Khan of the Kazakh Khanate
- Reign: 1841—1847
- Coronation: 1841
- Predecessor: Ablai Khan
- Successor: Khanate abolished
- Born: 1802 Modern Kokshetau, Kazakhstan
- Died: 1847 (aged 45) locality Maitobe, modern Kyrgyzstan
- Spouse: Kunymzhan Khanym Janyl Khanym
- Issue: Syzdyk Sultan

Names
- Kenesary Qasymov
- House: House of Borjigin
- Dynasty: Töre
- Father: Kasym Sultan
- Mother: Aikumis
- Religion: Sunni Islam

= Kenesary Qasymuly =

Last Khan of the Kazakh Khanate (1841–1847)

Kenesary Qasymuly, or Kenesary Khan (کناشیرین خان, Кенесары хан; 1802–1847) was the last khan of the Kazakh Khanate, grandson of Ablai Khan, from the clan of Genghisid-Töre. He fought to protect the independence of Kazakh lands and attempted to restore the traditional khanate rule.

In modern Kazakhstan, he is revered at the state level as the leader of a rebellion against the Russian Empire. In Soviet historiography, Kenesary was characterized as the leader of the reactionary feudal-monarchist movement aimed at separating Kazakhstan from Russia.

==Biography==
Kenesary was born into a noble and wealthy Genghisid Töre clan. His grandfather - Ablai Khan was one of the most significant rulers of Kazakh Khanate. His grandmother was a daughter of Dzungar Khuntaiji Galdan Tseren.
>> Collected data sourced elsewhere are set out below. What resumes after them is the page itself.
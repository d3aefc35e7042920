//! Shared test doubles for the speech model.
#![allow(dead_code)]

use std::future::Future;
use std::io::Cursor;
use std::sync::Arc;
use std::sync::atomic::{AtomicUsize, Ordering};
use std::time::Duration;

use async_trait::async_trait;
use tokio::sync::Semaphore;

use huginn::{GeneratedAudio, HuginnError, Result, SpeechModel, SynthesisRequest};

/// Sample rate of audio produced by [`StubModel`].
pub const SAMPLE_RATE: u32 = 24_000;

/// Scriptable model: counts calls, optionally blocks until released, and
/// either fails or returns `samples` samples whose value encodes the call
/// number (so two calls never produce identical audio).
pub struct StubModel {
    calls: AtomicUsize,
    gate: Option<Arc<Semaphore>>,
    failure: Option<HuginnError>,
    samples: usize,
}

impl StubModel {
    pub fn new() -> Self {
        Self {
            calls: AtomicUsize::new(0),
            gate: None,
            failure: None,
            samples: 240,
        }
    }

    /// A model whose calls block until a permit is added to the returned
    /// semaphore.
    pub fn gated() -> (Self, Arc<Semaphore>) {
        let gate = Arc::new(Semaphore::new(0));
        let model = Self {
            gate: Some(Arc::clone(&gate)),
            ..Self::new()
        };
        (model, gate)
    }

    pub fn failing(mut self, err: HuginnError) -> Self {
        self.failure = Some(err);
        self
    }

    pub fn samples(mut self, n: usize) -> Self {
        self.samples = n;
        self
    }

    pub fn calls(&self) -> usize {
        self.calls.load(Ordering::SeqCst)
    }
}

#[async_trait]
impl SpeechModel for StubModel {
    fn name(&self) -> &str {
        "stub"
    }

    async fn generate(&self, _request: &SynthesisRequest) -> Result<GeneratedAudio> {
        let call = self.calls.fetch_add(1, Ordering::SeqCst) + 1;
        if let Some(gate) = &self.gate {
            gate.acquire()
                .await
                .map_err(|e| HuginnError::SynthesisFailed(e.to_string()))?
                .forget();
        }
        if let Some(err) = &self.failure {
            return Err(err.clone());
        }
        let value = call as f32 / 100.0;
        Ok(GeneratedAudio::new(vec![value; self.samples], SAMPLE_RATE))
    }
}

/// A small valid mono 16-bit WAV file.
pub fn wav_bytes(samples: usize, seed: i16) -> Vec<u8> {
    let spec = hound::WavSpec {
        channels: 1,
        sample_rate: 16_000,
        bits_per_sample: 16,
        sample_format: hound::SampleFormat::Int,
    };
    let mut buf = Vec::new();
    {
        let mut writer = hound::WavWriter::new(Cursor::new(&mut buf), spec).unwrap();
        for i in 0..samples {
            writer.write_sample(seed.wrapping_add(i as i16)).unwrap();
        }
        writer.finalize().unwrap();
    }
    buf
}

/// Poll `condition` until it holds, panicking after five seconds.
pub async fn eventually(what: &str, mut condition: impl FnMut() -> bool) {
    let deadline = tokio::time::Instant::now() + Duration::from_secs(5);
    while !condition() {
        assert!(
            tokio::time::Instant::now() < deadline,
            "timed out waiting for {what}"
        );
        tokio::time::sleep(Duration::from_millis(2)).await;
    }
}

/// Run `f` to completion on a fresh current-thread runtime.
///
/// Spawned tasks run on the calling thread, so thread-local metrics
/// recorders see everything they emit.
pub fn block_on<F: Future>(f: F) -> F::Output {
    tokio::runtime::Builder::new_current_thread()
        .enable_all()
        .build()
        .unwrap()
        .block_on(f)
}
From his elder wife Aikumis, Kenesary fathered 6 children - Sarzhan, Yesengeldi, Koshek, Agatay, Bopay, and Kenesary. Bopay, the younger sister of Kenesary, was an active participant in his uprising. Batyr Nauryzbay, the younger brother of Kenesary, born from the 2nd wife of Kasym, also took an active part in the uprising.

==Kenesary's Rebellion==

During the 18th century, the influence of the Russian Empire in the Kazakh Juzes increased. In 1731, the Khan of the Junior Juz Abul Khair Khan recognized the protectorate of the Russian Empire. In 1740, the Khan of the Middle Juz, Ablai, also became a Russian citizen. All subsequent Khans were appointed by the Russian government. During the 18th – the first half of the 19th century, the lines of Russian fortifications gradually moved deeper into the steppe. To control the region were built: Orenburg, Petropavlovsk, Akmolinsk, Semipalatinsk and other fortifications.
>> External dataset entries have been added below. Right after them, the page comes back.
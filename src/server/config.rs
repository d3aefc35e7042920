//! Configuration loading for huginnd.
//!
//! Configuration is loaded from TOML files with the following resolution order:
//! 1. `--config <path>` (CLI flag)
//! 2. `~/.huginn/config.toml` (user)
//! 3. `/etc/huginn/config.toml` (system)
//!
//! When no file exists at the standard locations every section falls back to
//! its defaults. An explicit path that does not exist is an error.

use serde::Deserialize;
use std::fs;
use std::path::{Path, PathBuf};
use std::time::Duration;

use tracing::info;

use crate::cache::CacheConfig;
use crate::providers::{RemoteConfig, RetryConfig};
use crate::types::RequestLimits;
use crate::{HuginnError, Result};

/// Server configuration.
#[derive(Debug, Clone, Default, Deserialize)]
pub struct Config {
    #[serde(default)]
    pub server: ServerConfig,
    #[serde(default)]
    pub cache: CacheSection,
    #[serde(default)]
    pub backend: BackendConfig,
}

/// Server network configuration.
#[derive(Debug, Clone, Deserialize)]
pub struct ServerConfig {
    /// Address to bind to (default: 127.0.0.1:8000).
    #[serde(default = "default_address")]
    pub address: String,
    #[serde(default)]
    pub limits: LimitsConfig,
}

impl Default for ServerConfig {
    fn default() -> Self {
        Self {
            address: default_address(),
            limits: LimitsConfig::default(),
        }
    }
}

fn default_address() -> String {
    "127.0.0.1:8000".to_string()
}

/// Resource limits.
#[derive(Debug, Clone, Deserialize)]
pub struct LimitsConfig {
    /// Maximum concurrent requests (default: 100).
    #[serde(default = "default_max_concurrent")]
    pub max_concurrent_requests: usize,
    /// How long a caller waits for audio, in seconds (default: 300).
    #[serde(default = "default_timeout")]
    pub request_timeout_secs: u64,
    /// Maximum text length in characters (default: 1000).
    #[serde(default = "default_max_text_chars")]
    pub max_text_chars: usize,
    /// Maximum reference-audio upload in bytes (default: 10 MiB).
    #[serde(default = "default_max_upload_bytes")]
    pub max_upload_bytes: usize,
}

impl Default for LimitsConfig {
    fn default() -> Self {
        Self {
            max_concurrent_requests: default_max_concurrent(),
            request_timeout_secs: default_timeout(),
            max_text_chars: default_max_text_chars(),
            max_upload_bytes: default_max_upload_bytes(),
        }
    }
}

fn default_max_concurrent() -> usize {
    100
}

fn default_timeout() -> u64 {
    300
}

fn default_max_text_chars() -> usize {
    1000
}

fn default_max_upload_bytes() -> usize {
    10 * 1024 * 1024
}

/// Synthesis cache bounds.
#[derive(Debug, Clone, Deserialize)]
pub struct CacheSection {
    #[serde(default = "default_max_entries")]
    pub max_entries: u64,
    /// Total artifact bytes, in megabytes (default: 512).
    #[serde(default = "default_max_mb")]
    pub max_mb: u64,
    #[serde(default = "default_float_precision")]
    pub float_precision: u32,
}

impl Default for CacheSection {
    fn default() -> Self {
        Self {
            max_entries: default_max_entries(),
            max_mb: default_max_mb(),
            float_precision: default_float_precision(),
        }
    }
}

fn default_max_entries() -> u64 {
    256
}

fn default_max_mb() -> u64 {
    512
}

fn default_float_precision() -> u32 {
    crate::fingerprint::DEFAULT_FLOAT_PRECISION
}

/// Inference worker connection.
#[derive(Debug, Clone, Deserialize)]
pub struct BackendConfig {
    #[serde(default = "default_backend_url")]
    pub base_url: String,
    /// Per-call timeout in seconds (default: 120).
    #[serde(default = "default_backend_timeout")]
    pub timeout_secs: u64,
    /// Attempts per call on connection failures (default: 3).
    #[serde(default = "default_max_attempts")]
    pub max_attempts: u32,
}

impl Default for BackendConfig {
    fn default() -> Self {
        Self {
            base_url: default_backend_url(),
            timeout_secs: default_backend_timeout(),
            max_attempts: default_max_attempts(),
        }
    }
}

fn default_backend_url() -> String {
    crate::providers::remote::DEFAULT_BASE_URL.to_string()
}

fn default_backend_timeout() -> u64 {
    120
}

fn default_max_attempts() -> u32 {
    3
}

impl Config {
    /// Load configuration from the standard locations.
    ///
    /// Resolution order:
    /// 1. Explicit path (if provided)
    /// 2. `~/.huginn/config.toml`
    /// 3. `/etc/huginn/config.toml`
    pub fn load(explicit_path: Option<&Path>) -> Result<Self> {
        match Self::resolve_config_path(explicit_path)? {
            Some(path) => Self::load_from_file(&path),
            None => {
                info!("no config file found, using defaults");
                Ok(Self::default())
            }
        }
    }

    pub fn load_from_file(path: &Path) -> Result<Self> {
        let content = fs::read_to_string(path).map_err(|e| {
            HuginnError::Configuration(format!("Failed to read config file {path:?}: {e}"))
        })?;
        toml::from_str(&content).map_err(|e| {
            HuginnError::Configuration(format!("Failed to parse config file {path:?}: {e}"))
        })
    }

    /// Resolve the config file path.
    fn resolve_config_path(explicit: Option<&Path>) -> Result<Option<PathBuf>> {
        if let Some(path) = explicit {
            if path.exists() {
                return Ok(Some(path.to_path_buf()));
            }
            return Err(HuginnError::Configuration(format!(
                "Config file not found: {path:?}"
            )));
        }

        // User config
        if let Some(home) = dirs::home_dir() {
            let user_config = home.join(".huginn").join("config.toml");
            if user_config.exists() {
                return Ok(Some(user_config));
            }
        }

        // System config
        let system_config = PathBuf::from("/etc/huginn/config.toml");
        if system_config.exists() {
            return Ok(Some(system_config));
        }

        Ok(None)
    }

    pub fn cache_config(&self) -> CacheConfig {
        CacheConfig::new()
            .max_entries(self.cache.max_entries)
            .max_bytes(self.cache.max_mb.saturating_mul(1024 * 1024))
            .float_precision(self.cache.float_precision)
    }

    pub fn request_limits(&self) -> RequestLimits {
        RequestLimits::new()
            .max_text_chars(self.server.limits.max_text_chars)
            .max_reference_bytes(self.server.limits.max_upload_bytes)
    }

    pub fn remote_config(&self) -> RemoteConfig {
        RemoteConfig::new(&self.backend.base_url)
            .timeout(Duration::from_secs(self.backend.timeout_secs))
            .retry(RetryConfig::new().max_attempts(self.backend.max_attempts))
    }

    pub fn request_timeout(&self) -> Duration {
        Duration::from_secs(self.server.limits.request_timeout_secs)
    }
}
The rebellion led by Kenesary Sultan took place from 1837 to 1847, with it being characterized as national liberation character. The insurrection was mainly aimed at preserving the independence of the provinces, which were not independent. It was aimed at preserving the independence of the lands that were not part of Russia. The rebellion led by Kenesary Kasymuly aimed not only to stop the colonization of the Kazakh lands by imperialist Russia but also to free the Kazakhs of the southern regions from under the rule of the Kokand.
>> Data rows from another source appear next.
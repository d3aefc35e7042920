//! Audio produced by the model and its cached WAV form.

use std::io::Cursor;
use std::time::Duration;

use bytes::Bytes;

use crate::{HuginnError, Result};

/// Raw model output: mono samples in [-1.0, 1.0] and their sample rate.
#[derive(Debug, Clone, PartialEq)]
pub struct GeneratedAudio {
    pub samples: Vec<f32>,
    pub sample_rate: u32,
}

impl GeneratedAudio {
    pub fn new(samples: Vec<f32>, sample_rate: u32) -> Self {
        Self {
            samples,
            sample_rate,
        }
    }

    /// Decode a WAV container into mono `f32` samples.
    ///
    /// Multi-channel input is downmixed by averaging each frame.
    pub fn from_wav(data: &[u8]) -> Result<Self> {
        let mut reader = hound::WavReader::new(Cursor::new(data))?;
        let spec = reader.spec();
        let channels = usize::from(spec.channels.max(1));

        let interleaved: Vec<f32> = match spec.sample_format {
            hound::SampleFormat::Float => reader
                .samples::<f32>()
                .collect::<std::result::Result<_, _>>()?,
            hound::SampleFormat::Int => {
                let scale = (1_i64 << (spec.bits_per_sample.saturating_sub(1))) as f32;
                reader
                    .samples::<i32>()
                    .map(|s| s.map(|v| v as f32 / scale))
                    .collect::<std::result::Result<_, _>>()?
            }
        };

        let samples = if channels == 1 {
            interleaved
        } else {
            interleaved
                .chunks(channels)
                .map(|frame| frame.iter().sum::<f32>() / frame.len() as f32)
                .collect()
        };

        Ok(Self::new(samples, spec.sample_rate))
    }

    pub fn duration(&self) -> Duration {
        if self.sample_rate == 0 {
            return Duration::ZERO;
        }
        Duration::from_secs_f64(self.samples.len() as f64 / f64::from(self.sample_rate))
    }
}

/// Cached audio: 16-bit PCM mono WAV plus its shape.
#[derive(Debug, Clone, PartialEq)]
pub struct AudioArtifact {
    wav: Bytes,
    sample_rate: u32,
    num_samples: usize,
}

impl AudioArtifact {
    /// Encode model output as a WAV artifact.
    ///
    /// Fails with [`HuginnError::EmptyAudio`] when there are no samples and
    /// with [`HuginnError::Audio`] on a zero sample rate.
    pub fn encode(audio: &GeneratedAudio) -> Result<Self> {
        if audio.samples.is_empty() {
            return Err(HuginnError::EmptyAudio);
        }
        if audio.sample_rate == 0 {
            return Err(HuginnError::Audio("sample rate must be non-zero".into()));
        }

        let spec = hound::WavSpec {
            channels: 1,
            sample_rate: audio.sample_rate,
            bits_per_sample: 16,
            sample_format: hound::SampleFormat::Int,
        };
        let mut buf = Vec::with_capacity(44 + audio.samples.len() * 2);
        {
            let mut writer = hound::WavWriter::new(Cursor::new(&mut buf), spec)?;
            for &sample in &audio.samples {
                let clamped = sample.clamp(-1.0, 1.0);
                writer.write_sample((clamped * f32::from(i16::MAX)) as i16)?;
            }
            writer.finalize()?;
        }

        Ok(Self {
            wav: Bytes::from(buf),
            sample_rate: audio.sample_rate,
            num_samples: audio.samples.len(),
        })
    }

    /// The WAV-encoded bytes. Cheap to clone.
    pub fn wav(&self) -> &Bytes {
        &self.wav
    }

    /// Size counted against the store's byte budget.
    pub fn size_bytes(&self) -> u64 {
        self.wav.len() as u64
    }

    pub fn sample_rate(&self) -> u32 {
        self.sample_rate
    }

    pub fn num_samples(&self) -> usize {
        self.num_samples
    }

    pub fn duration(&self) -> Duration {
        Duration::from_secs_f64(self.num_samples as f64 / f64::from(self.sample_rate))
    }
}

#[cfg(test)]
mod tests {
    use super::*;

    fn tone(len: usize) -> GeneratedAudio {
        let samples = (0..len).map(|i| ((i as f32) * 0.01).sin() * 0.5).collect();
        GeneratedAudio::new(samples, 24_000)
    }

    #[test]
    fn encode_produces_pcm16_wav() {
        let artifact = AudioArtifact::encode(&tone(2_400)).unwrap();
        assert_eq!(artifact.sample_rate(), 24_000);
        assert_eq!(artifact.num_samples(), 2_400);
        assert_eq!(artifact.size_bytes(), 44 + 2_400 * 2);
        assert!((artifact.duration().as_secs_f64() - 0.1).abs() < 1e-9);
        assert_eq!(&artifact.wav()[..4], b"RIFF");
    }

    #[test]
    fn encoded_artifact_decodes_back() {
        let original = tone(480);
        let artifact = AudioArtifact::encode(&original).unwrap();
        let decoded = GeneratedAudio::from_wav(artifact.wav()).unwrap();
        assert_eq!(decoded.sample_rate, 24_000);
        assert_eq!(decoded.samples.len(), 480);
        for (a, b) in original.samples.iter().zip(&decoded.samples) {
            assert!((a - b).abs() < 1e-3);
        }
    }

    #[test]
    fn empty_audio_rejected() {
        let err = AudioArtifact::encode(&GeneratedAudio::new(vec![], 24_000)).unwrap_err();
        assert_eq!(err, HuginnError::EmptyAudio);
    }

    #[test]
    fn zero_sample_rate_rejected() {
        let err = AudioArtifact::encode(&GeneratedAudio::new(vec![0.1], 0)).unwrap_err();
        assert!(matches!(err, HuginnError::Audio(_)));
    }

    #[test]
    fn out_of_range_samples_are_clamped() {
        let artifact = AudioArtifact::encode(&GeneratedAudio::new(vec![3.0, -3.0], 8_000)).unwrap();
        let decoded = GeneratedAudio::from_wav(artifact.wav()).unwrap();
        assert!(decoded.samples[0] > 0.99);
        assert!(decoded.samples[1] < -0.99);
    }

    #[test]
    fn stereo_input_is_downmixed() {
        let spec = hound::WavSpec {
            channels: 2,
            sample_rate: 16_000,
            bits_per_sample: 32,
            sample_format: hound::SampleFormat::Float,
        };
        let mut buf = Vec::new();
        {
            let mut writer = hound::WavWriter::new(Cursor::new(&mut buf), spec).unwrap();
            for _ in 0..10 {
                writer.write_sample(0.5_f32).unwrap();
                writer.write_sample(-0.5_f32).unwrap();
            }
            writer.finalize().unwrap();
        }
        let decoded = GeneratedAudio::from_wav(&buf).unwrap();
        assert_eq!(decoded.samples.len(), 10);
        assert!(decoded.samples.iter().all(|s| s.abs() < 1e-6));
    }
}
//! Public types for the Huginn API.

mod audio;
mod request;
mod voice;

pub use audio::{AudioArtifact, GeneratedAudio};
pub use request::{
    DEFAULT_LANGUAGE, ReferenceAudio, RequestLimits, SUPPORTED_LANGUAGES, SynthesisRequest,
    SynthesisRequestBuilder, VoiceParams,
};
pub use voice::{VOICE_PROFILES, VoiceProfile};
//! SpeechGateway - the cache façade in front of the speech model.
//!
//! `get_or_generate` fingerprints the request once, answers from the store
//! when it can, and otherwise funnels every concurrent caller for the same
//! fingerprint through one synthesis. The synthesis runs in its own task so
//! it finishes, caches and publishes even when the caller that started it
//! goes away.

use std::sync::Arc;
use std::time::Instant;

use serde::Serialize;
use tracing::{Instrument, Span, debug, info, instrument, warn};

use crate::cache::{Admission, CacheEntry, CacheStats, CacheStore, InsertOutcome, SynthesisGate};
use crate::fingerprint::{Fingerprint, Fingerprinter};
use crate::model::{LoadedModels, ModelPool, ModelVariant};
use crate::telemetry;
use crate::types::{AudioArtifact, RequestLimits, SynthesisRequest};
use crate::{HuginnError, Result};

/// Where a returned artifact came from.
#[derive(Debug, Clone, Copy, PartialEq, Eq, Serialize)]
#[serde(rename_all = "lowercase")]
pub enum CacheSource {
    /// Served from the store without touching the model.
    Hit,
    /// This call led a fresh synthesis.
    Generated,
    /// This call joined a synthesis another caller started.
    Joined,
}

impl CacheSource {
    pub fn as_str(&self) -> &'static str {
        match self {
            CacheSource::Hit => "hit",
            CacheSource::Generated => "miss",
            CacheSource::Joined => "joined",
        }
    }
}

/// Successful result of [`SpeechGateway::get_or_generate`].
#[derive(Debug, Clone)]
pub struct Synthesized {
    pub entry: Arc<CacheEntry>,
    pub source: CacheSource,
}

impl Synthesized {
    fn new(entry: Arc<CacheEntry>, source: CacheSource) -> Self {
        Self { entry, source }
    }

    pub fn fingerprint(&self) -> Fingerprint {
        self.entry.fingerprint
    }

    pub fn artifact(&self) -> &AudioArtifact {
        &self.entry.artifact
    }
}

/// What [`SpeechGateway::clear`] removed.
#[derive(Debug, Clone, Copy, PartialEq, Eq, Serialize)]
pub struct ClearReport {
    pub entries_cleared: usize,
    pub models_unloaded: usize,
}

/// Snapshot of gateway state for health reporting.
#[derive(Debug, Clone, Serialize)]
pub struct GatewayStatus {
    pub cache: CacheStats,
    pub models: LoadedModels,
    pub in_flight: usize,
}

/// Request-scoped speech synthesis cache.
///
/// Cheap to share behind an `Arc`; every method takes `&self`.
pub struct SpeechGateway {
    store: Arc<CacheStore>,
    gate: SynthesisGate,
    models: Arc<ModelPool>,
    fingerprinter: Fingerprinter,
    limits: RequestLimits,
}

impl SpeechGateway {
    pub(crate) fn new(
        store: Arc<CacheStore>,
        gate: SynthesisGate,
        models: Arc<ModelPool>,
        fingerprinter: Fingerprinter,
        limits: RequestLimits,
    ) -> Self {
        Self {
            store,
            gate,
            models,
            fingerprinter,
            limits,
        }
    }

    /// Return the audio for `request`, synthesizing it at most once per
    /// fingerprint across all concurrent callers.
    ///
    /// Model failures surface as [`HuginnError::SynthesisFailed`] (or
    /// [`HuginnError::ModelUnavailable`]) to every caller waiting on the
    /// fingerprint and are never cached. Dropping the returned future stops
    /// this caller from waiting; it never cancels the synthesis.
    #[instrument(
        name = "huginn.get_or_generate",
        skip(self, request),
        fields(fingerprint, language = %request.language(), source)
    )]
    pub async fn get_or_generate(&self, request: &SynthesisRequest) -> Result<Synthesized> {
        let fingerprint = self.fingerprinter.fingerprint(request);
        let span = Span::current();
        span.record("fingerprint", tracing::field::display(fingerprint));

        if let Some(entry) = self.store.lookup(&fingerprint) {
            span.record("source", CacheSource::Hit.as_str());
            debug!("cache hit");
            return Ok(Synthesized::new(entry, CacheSource::Hit));
        }

        match self.gate.acquire_or_join(fingerprint) {
            Admission::Follower(waiter) => {
                span.record("source", CacheSource::Joined.as_str());
                metrics::counter!(telemetry::SINGLE_FLIGHT_JOINS_TOTAL).increment(1);
                debug!("joining in-flight synthesis");
                let entry = waiter.wait().await?;
                Ok(Synthesized::new(entry, CacheSource::Joined))
            }
            Admission::Leader(ticket) => {
                // The previous leader may have published between our lookup
                // and acquiring the gate.
                if let Some(entry) = self.store.recheck(&fingerprint) {
                    span.record("source", CacheSource::Hit.as_str());
                    ticket.publish(Ok(Arc::clone(&entry)));
                    return Ok(Synthesized::new(entry, CacheSource::Hit));
                }

                span.record("source", CacheSource::Generated.as_str());
                let waiter = ticket.waiter();
                let job = SynthesisJob {
                    store: Arc::clone(&self.store),
                    models: Arc::clone(&self.models),
                    request: request.clone(),
                    fingerprint,
                    generation: self.store.generation(),
                };
                tokio::spawn(
                    async move {
                        let outcome = job.run().await;
                        ticket.publish(outcome);
                    }
                    .instrument(span.clone()),
                );

                let entry = waiter.wait().await?;
                Ok(Synthesized::new(entry, CacheSource::Generated))
            }
        }
    }

    /// Drop every cached artifact and unload every model.
    ///
    /// Syntheses already running still complete and reach the callers that
    /// joined them, but their results are not stored and later callers do
    /// not join them.
    #[instrument(name = "huginn.clear", skip(self))]
    pub async fn clear(&self) -> ClearReport {
        let entries_cleared = self.store.clear();
        let detached = self.gate.detach_all();
        let models_unloaded = self.models.clear().await;
        info!(entries_cleared, detached, models_unloaded, "cache cleared");
        ClearReport {
            entries_cleared,
            models_unloaded,
        }
    }

    pub fn status(&self) -> GatewayStatus {
        GatewayStatus {
            cache: self.store.stats(),
            models: self.models.loaded(),
            in_flight: self.gate.in_flight(),
        }
    }

    pub fn stats(&self) -> CacheStats {
        self.store.stats()
    }

    /// Number of fingerprints currently being synthesized.
    pub fn in_flight(&self) -> usize {
        self.gate.in_flight()
    }

    /// The key `request` is cached under.
    pub fn fingerprint(&self, request: &SynthesisRequest) -> Fingerprint {
        self.fingerprinter.fingerprint(request)
    }

    pub fn limits(&self) -> &RequestLimits {
        &self.limits
    }

    pub fn store(&self) -> &CacheStore {
        &self.store
    }

    pub fn gate(&self) -> &SynthesisGate {
        &self.gate
    }

    pub fn models(&self) -> &ModelPool {
        &self.models
    }
}

/// One leader's synthesis, owned by a spawned task.
struct SynthesisJob {
    store: Arc<CacheStore>,
    models: Arc<ModelPool>,
    request: SynthesisRequest,
    fingerprint: Fingerprint,
    generation: u64,
}

impl SynthesisJob {
    async fn run(self) -> Result<Arc<CacheEntry>> {
        let artifact = match self.synthesize().await {
            Ok(artifact) => artifact,
            Err(e) => {
                warn!(error = %e, "synthesis failed");
                return Err(e);
            }
        };

        let entry = Arc::new(CacheEntry::new(self.fingerprint, artifact));
        match self
            .store
            .insert_if_current(Arc::clone(&entry), self.generation)
        {
            // First computed output stays canonical.
            InsertOutcome::AlreadyCached => Ok(self.store.peek(&self.fingerprint).unwrap_or(entry)),
            InsertOutcome::Inserted { evicted } => {
                debug!(bytes = entry.size_bytes(), evicted, "cached");
                Ok(entry)
            }
            InsertOutcome::Rejected { .. } | InsertOutcome::Stale => Ok(entry),
        }
    }

    async fn synthesize(&self) -> Result<AudioArtifact> {
        let variant = ModelVariant::for_language(self.request.language());
        let model = self.models.get(variant).await?;

        let start = Instant::now();
        let result = model
            .generate(&self.request)
            .await
            .and_then(|audio| AudioArtifact::encode(&audio))
            .map_err(HuginnError::into_synthesis_failure);

        let status = if result.is_ok() { "ok" } else { "error" };
        metrics::counter!(telemetry::SYNTHESIS_TOTAL,
            "variant" => variant.as_str(),
            "status" => status,
        )
        .increment(1);
        metrics::histogram!(telemetry::SYNTHESIS_DURATION_SECONDS,
            "variant" => variant.as_str(),
        )
        .record(start.elapsed().as_secs_f64());

        if let Ok(artifact) = &result {
            debug!(
                model = model.name(),
                samples = artifact.num_samples(),
                elapsed_secs = start.elapsed().as_secs_f64(),
                "synthesized"
            );
        }
        result
    }
}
Kenesary demanded that Russia restore the independence of the Kazakh statehood under Ablai Khan, eliminate taxes and withdraw from the military occupied forts. Kenesary's representatives, who were sent to deliver a letter to the West Siberian Governor-General and Tsar Nicholas I of Russia, were captured and punished.

The Kazakhs of three juzes actively participated in the rebellion of 1837–1847 under the leadership of Kenesary. Batyr Nauryzbai Kasymov, Kenesary's younger brother and his staunch associate was the leader of the detachments during the uprising. In May 1838 Sultan Kenesary's detachments captured the Akmolinsk Prikaz.

==Death==
In 1841, Kenesary was proclaimed khan and briefly established his own independent state. However, in 1847, he was killed in battle against Kyrgyz manap chieftains. Historical sources suggest that his severed head was sent to the Russians.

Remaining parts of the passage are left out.